■ **WORK TO BE COMPLETED**
Report only how many lines in the material contain "length".
──────── EXTRACTED DATA
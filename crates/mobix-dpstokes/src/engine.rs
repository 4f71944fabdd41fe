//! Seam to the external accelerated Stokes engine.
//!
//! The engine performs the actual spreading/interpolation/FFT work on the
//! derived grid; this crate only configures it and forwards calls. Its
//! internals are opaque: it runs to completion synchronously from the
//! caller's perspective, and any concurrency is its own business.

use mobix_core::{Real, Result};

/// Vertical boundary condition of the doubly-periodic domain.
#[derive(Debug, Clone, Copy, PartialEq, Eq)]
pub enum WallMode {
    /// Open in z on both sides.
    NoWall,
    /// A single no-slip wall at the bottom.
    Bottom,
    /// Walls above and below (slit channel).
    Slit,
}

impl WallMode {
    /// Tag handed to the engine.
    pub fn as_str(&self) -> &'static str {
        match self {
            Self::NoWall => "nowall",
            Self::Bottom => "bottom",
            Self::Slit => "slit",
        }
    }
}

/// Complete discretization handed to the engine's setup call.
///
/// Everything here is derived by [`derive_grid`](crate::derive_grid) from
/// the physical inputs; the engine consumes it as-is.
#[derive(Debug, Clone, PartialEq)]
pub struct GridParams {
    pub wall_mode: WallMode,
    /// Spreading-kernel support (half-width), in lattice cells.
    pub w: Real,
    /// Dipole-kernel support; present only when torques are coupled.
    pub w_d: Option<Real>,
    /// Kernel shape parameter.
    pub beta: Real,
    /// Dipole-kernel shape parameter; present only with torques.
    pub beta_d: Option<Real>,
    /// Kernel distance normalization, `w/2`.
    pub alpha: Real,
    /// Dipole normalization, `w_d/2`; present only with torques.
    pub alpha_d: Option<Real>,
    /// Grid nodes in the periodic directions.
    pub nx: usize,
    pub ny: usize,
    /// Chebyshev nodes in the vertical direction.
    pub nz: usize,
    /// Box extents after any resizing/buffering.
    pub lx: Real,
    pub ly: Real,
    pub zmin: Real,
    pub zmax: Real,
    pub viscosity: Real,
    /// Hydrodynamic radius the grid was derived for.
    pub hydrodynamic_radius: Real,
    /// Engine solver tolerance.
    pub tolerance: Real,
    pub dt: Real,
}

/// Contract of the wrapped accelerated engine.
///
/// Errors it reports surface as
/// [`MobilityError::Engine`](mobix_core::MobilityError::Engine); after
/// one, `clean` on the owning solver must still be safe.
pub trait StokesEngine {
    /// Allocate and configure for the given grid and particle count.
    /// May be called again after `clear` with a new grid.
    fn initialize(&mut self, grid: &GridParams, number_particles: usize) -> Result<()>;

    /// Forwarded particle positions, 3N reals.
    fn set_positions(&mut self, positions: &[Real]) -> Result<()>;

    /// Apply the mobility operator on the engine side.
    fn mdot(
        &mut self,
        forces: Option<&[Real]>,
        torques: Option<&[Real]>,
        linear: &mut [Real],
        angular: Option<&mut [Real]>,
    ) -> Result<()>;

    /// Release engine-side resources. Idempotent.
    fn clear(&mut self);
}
────────────────
──────── EXTRACTED DATA
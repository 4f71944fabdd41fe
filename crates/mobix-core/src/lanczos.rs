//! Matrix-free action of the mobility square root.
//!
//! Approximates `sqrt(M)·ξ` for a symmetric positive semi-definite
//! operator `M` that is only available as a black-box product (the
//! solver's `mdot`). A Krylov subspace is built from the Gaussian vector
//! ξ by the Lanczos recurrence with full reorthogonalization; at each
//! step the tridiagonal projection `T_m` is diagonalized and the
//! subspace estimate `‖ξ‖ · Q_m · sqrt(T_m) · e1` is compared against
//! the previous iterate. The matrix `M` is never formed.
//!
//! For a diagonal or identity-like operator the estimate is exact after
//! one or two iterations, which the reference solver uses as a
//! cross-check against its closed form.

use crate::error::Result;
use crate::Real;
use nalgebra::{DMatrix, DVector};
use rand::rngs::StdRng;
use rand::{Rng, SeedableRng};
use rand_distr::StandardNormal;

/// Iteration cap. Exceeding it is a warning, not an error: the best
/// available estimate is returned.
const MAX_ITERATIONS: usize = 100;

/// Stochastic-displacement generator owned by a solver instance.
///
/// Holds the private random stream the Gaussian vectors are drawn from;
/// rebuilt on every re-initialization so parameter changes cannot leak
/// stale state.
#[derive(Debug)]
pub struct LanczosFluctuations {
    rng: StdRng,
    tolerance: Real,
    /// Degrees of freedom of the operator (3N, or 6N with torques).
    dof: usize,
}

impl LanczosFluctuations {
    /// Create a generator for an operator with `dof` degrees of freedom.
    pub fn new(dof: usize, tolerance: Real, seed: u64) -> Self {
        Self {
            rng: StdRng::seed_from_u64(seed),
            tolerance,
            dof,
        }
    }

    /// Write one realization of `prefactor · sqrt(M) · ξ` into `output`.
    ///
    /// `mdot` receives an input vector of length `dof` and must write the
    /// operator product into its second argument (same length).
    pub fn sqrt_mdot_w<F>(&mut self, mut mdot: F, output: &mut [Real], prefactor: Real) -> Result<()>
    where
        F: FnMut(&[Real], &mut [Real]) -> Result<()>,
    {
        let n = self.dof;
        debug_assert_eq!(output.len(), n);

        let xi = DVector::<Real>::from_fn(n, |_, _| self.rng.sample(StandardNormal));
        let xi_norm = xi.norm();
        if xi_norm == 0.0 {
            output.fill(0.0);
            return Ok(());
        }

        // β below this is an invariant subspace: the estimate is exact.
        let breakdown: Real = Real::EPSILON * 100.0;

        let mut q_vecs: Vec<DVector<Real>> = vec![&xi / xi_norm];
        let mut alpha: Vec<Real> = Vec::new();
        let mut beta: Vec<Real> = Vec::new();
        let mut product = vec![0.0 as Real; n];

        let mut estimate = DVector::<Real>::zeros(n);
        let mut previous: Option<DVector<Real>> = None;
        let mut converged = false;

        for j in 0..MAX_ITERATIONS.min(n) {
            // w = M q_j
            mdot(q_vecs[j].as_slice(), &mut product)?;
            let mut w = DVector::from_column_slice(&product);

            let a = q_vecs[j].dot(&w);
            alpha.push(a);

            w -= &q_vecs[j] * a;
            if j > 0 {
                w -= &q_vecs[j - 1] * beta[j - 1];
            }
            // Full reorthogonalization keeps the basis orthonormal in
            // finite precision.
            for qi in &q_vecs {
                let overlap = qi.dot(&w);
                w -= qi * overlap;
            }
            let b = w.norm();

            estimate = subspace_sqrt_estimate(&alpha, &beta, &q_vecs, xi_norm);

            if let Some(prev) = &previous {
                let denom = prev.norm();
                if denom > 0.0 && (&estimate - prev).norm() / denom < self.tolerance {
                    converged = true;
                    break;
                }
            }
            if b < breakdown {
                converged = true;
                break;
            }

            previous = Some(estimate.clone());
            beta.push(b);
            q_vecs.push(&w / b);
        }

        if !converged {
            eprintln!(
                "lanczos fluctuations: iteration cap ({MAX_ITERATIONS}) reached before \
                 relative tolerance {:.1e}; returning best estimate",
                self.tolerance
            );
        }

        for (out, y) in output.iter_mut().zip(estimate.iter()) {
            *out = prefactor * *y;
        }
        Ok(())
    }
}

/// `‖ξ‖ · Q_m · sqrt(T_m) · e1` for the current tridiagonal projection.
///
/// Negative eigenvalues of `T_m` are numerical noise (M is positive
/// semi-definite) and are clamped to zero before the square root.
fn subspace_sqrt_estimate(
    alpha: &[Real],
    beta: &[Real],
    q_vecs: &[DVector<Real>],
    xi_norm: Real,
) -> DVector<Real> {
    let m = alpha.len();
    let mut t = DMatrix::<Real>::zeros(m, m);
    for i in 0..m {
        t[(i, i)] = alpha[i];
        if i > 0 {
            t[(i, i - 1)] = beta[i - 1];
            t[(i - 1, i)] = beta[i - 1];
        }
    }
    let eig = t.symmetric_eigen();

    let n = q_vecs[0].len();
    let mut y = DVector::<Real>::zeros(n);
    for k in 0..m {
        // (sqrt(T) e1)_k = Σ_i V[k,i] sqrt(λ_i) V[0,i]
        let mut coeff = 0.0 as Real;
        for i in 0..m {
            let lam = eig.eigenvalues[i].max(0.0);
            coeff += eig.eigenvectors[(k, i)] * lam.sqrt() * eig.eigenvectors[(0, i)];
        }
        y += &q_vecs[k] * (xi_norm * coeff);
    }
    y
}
────────────────
──────── EXTRACTED DATA
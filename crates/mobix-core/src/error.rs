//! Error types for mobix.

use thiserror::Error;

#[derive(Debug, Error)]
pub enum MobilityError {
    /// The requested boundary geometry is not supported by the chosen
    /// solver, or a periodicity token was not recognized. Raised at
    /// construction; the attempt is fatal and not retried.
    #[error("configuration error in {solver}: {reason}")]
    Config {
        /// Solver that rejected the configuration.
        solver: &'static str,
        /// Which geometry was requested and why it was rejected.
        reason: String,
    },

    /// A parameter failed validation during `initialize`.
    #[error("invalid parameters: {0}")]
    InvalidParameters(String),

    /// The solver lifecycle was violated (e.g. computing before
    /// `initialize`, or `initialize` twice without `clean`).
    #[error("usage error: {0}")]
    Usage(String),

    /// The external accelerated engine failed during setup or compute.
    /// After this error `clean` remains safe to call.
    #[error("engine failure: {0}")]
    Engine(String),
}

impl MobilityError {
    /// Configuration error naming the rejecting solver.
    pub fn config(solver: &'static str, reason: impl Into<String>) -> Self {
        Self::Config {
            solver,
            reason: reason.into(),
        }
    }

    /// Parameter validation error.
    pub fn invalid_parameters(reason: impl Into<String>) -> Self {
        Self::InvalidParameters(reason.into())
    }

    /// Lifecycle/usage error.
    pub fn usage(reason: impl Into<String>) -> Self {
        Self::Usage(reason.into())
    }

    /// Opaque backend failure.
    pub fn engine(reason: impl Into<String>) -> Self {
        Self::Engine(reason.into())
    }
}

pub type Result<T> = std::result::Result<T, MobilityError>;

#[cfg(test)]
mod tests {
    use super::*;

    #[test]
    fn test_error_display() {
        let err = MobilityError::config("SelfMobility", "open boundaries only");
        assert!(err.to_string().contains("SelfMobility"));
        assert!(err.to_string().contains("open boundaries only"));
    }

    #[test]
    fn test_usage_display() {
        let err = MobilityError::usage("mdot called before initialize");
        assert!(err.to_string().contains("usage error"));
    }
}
────────────────
■ **OUTPUT OF THE TASK**
2